Aşağıda konu ile ilgili İngilizlerin yaptıkları bir araştırmadan kısa bölüm sunulmakta ve Osmanlı anlayışının ve yaşamının ne olduğu okuyanın anlayışına bırakılmaktadır.
İngiliz yazar Phillip Blond’a göre, geçtiğimiz kuşak iki devrime tanıklık etti. Her ikisi de bireyi özgürleştirirken yerel toplulukları yok etti.
Önce sol kökenli devrimler yaşandı.
Kültürel devrim geleneksel terbiyeyi ve adetleri yürürlükten kaldırdı.
Hukuk devrimi, sorumluluk yerine bireysel hakları öne çıkardı.

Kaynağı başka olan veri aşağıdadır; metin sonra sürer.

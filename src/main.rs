use teller::{
    request::Request,
    stream_requests,
    teller::{OpenOutcome, Teller},
};

use anyhow::Result;
use std::env;
use std::path::Path;
use tokio::sync::mpsc;

#[tokio::main]
async fn main() -> Result<()> {
    let csv_path = parse_args();
    validate_csv_file(&csv_path);
    process_requests(&csv_path).await
}

fn parse_args() -> String {
    let args: Vec<String> = env::args().collect();

    match args.len() {
        1 => "requests.csv".to_string(),
        2 => args[1].clone(),
        _ => {
            eprintln!("Usage: {} [csv_file]", args[0]);
            eprintln!("  csv_file: Path to a teller request CSV (default: requests.csv)");
            std::process::exit(1);
        }
    }
}

fn validate_csv_file(path: &str) {
    if !Path::new(path).exists() {
        eprintln!("Error: File '{}' does not exist", path);
        std::process::exit(1);
    }

    if !path.to_lowercase().ends_with(".csv") {
        eprintln!("Error: File '{}' is not a CSV file", path);
        std::process::exit(1);
    }
}

async fn process_requests(csv_path: &str) -> Result<()> {
    println!("Processing requests from: {}", csv_path);
    let rows = stream_requests(csv_path)?;

    // Requests flow through a channel into the teller task.
    let (tx_channel, mut rx) = mpsc::channel::<Request>(100);

    let worker = tokio::spawn(async move {
        let mut teller = Teller::new();

        while let Some(request) = rx.recv().await {
            handle_request(&mut teller, request);
        }
    });

    for row in rows {
        match row {
            Ok(csv_request) => match Request::try_from(csv_request) {
                Ok(request) => tx_channel.send(request).await.expect("Receiver dropped"),
                Err(e) => println!("{}", e),
            },
            Err(e) => {
                eprintln!("Skipping invalid CSV line: {}", e);
            }
        }
    }

    drop(tx_channel);
    worker.await?;

    Ok(())
}

fn handle_request(teller: &mut Teller, request: Request) {
    match request {
        Request::Open {
            holder,
            spec,
            deposit,
        } => match teller.open_account(holder, spec, deposit) {
            Ok(OpenOutcome::Opened) => println!("Account opened."),
            Ok(OpenOutcome::Reopened) => println!("Account reopened."),
            Err(e) => println!("{}", e),
        },
        Request::Close {
            holder,
            account_type,
        } => match teller.close_account(holder, account_type) {
            Ok(()) => println!("Account closed."),
            Err(e) => println!("{}", e),
        },
        Request::Deposit {
            holder,
            account_type,
            amount,
        } => match teller.deposit_to(holder, account_type, amount) {
            Ok(()) => println!("Deposit - balance updated."),
            Err(e) => println!("{}", e),
        },
        Request::Withdraw {
            holder,
            account_type,
            amount,
        } => match teller.withdraw_from(holder, account_type, amount) {
            Ok(()) => println!("Withdraw - balance updated."),
            Err(e) => println!("{}", e),
        },
        Request::ListAll => {
            if teller.is_empty() {
                println!("Account Database is empty!");
            } else {
                print_report("*list of accounts in the database*", teller.list_accounts());
            }
        }
        Request::ListByType => {
            if teller.is_empty() {
                println!("Account Database is empty!");
            } else {
                print_report("*list of accounts by account type*", teller.list_by_type());
            }
        }
        Request::ListFeesAndInterest => {
            if teller.is_empty() {
                println!("Account Database is empty!");
            } else {
                print_report(
                    "*list of accounts with fee and monthly interest*",
                    teller.list_fee_and_interest(),
                );
            }
        }
        Request::UpdateBalances => {
            if teller.is_empty() {
                println!("Account Database is empty!");
            } else {
                teller.apply_monthly_updates();
                print_report(
                    "*list of accounts with updated balance*",
                    teller.list_accounts(),
                );
            }
        }
    }
}

fn print_report(header: &str, lines: Vec<String>) {
    println!("{}", header);
    for line in lines {
        println!("{}", line);
    }
    println!("*end of list*");
}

Sosyal refah devrimi, hayır kurumlarının ve kendiliğinden oluşmuş örgütlerin yerine sosyal hizmet uzmanlarını koydu.
İkinci devrim, sağ kökenli piyasa devrimiydi. Wal-Mart benzeri dev zincirler, ekonomik liberalleşme çağında yerel, dükkânları yok etti. Küresel finans piyasaları, küçük bankaların yerini aldı. Binlerce, kilometre uzaklıktaki çılgın borsacılar, yerel konularda bilgisi olan şehir bankalarını sistem dışına itti. Sendikalar susturuldu.
Her iki devrim de bireysel özgürlüklerden bahsediyordu. Ancak amaçlarından saparak, gücü daha da merkezileştirdiler. Bunlar hücresel ve bölünmüş Toplumlar yaratınca, devlet devreye girip hasarı onarmak durumunda kaldı.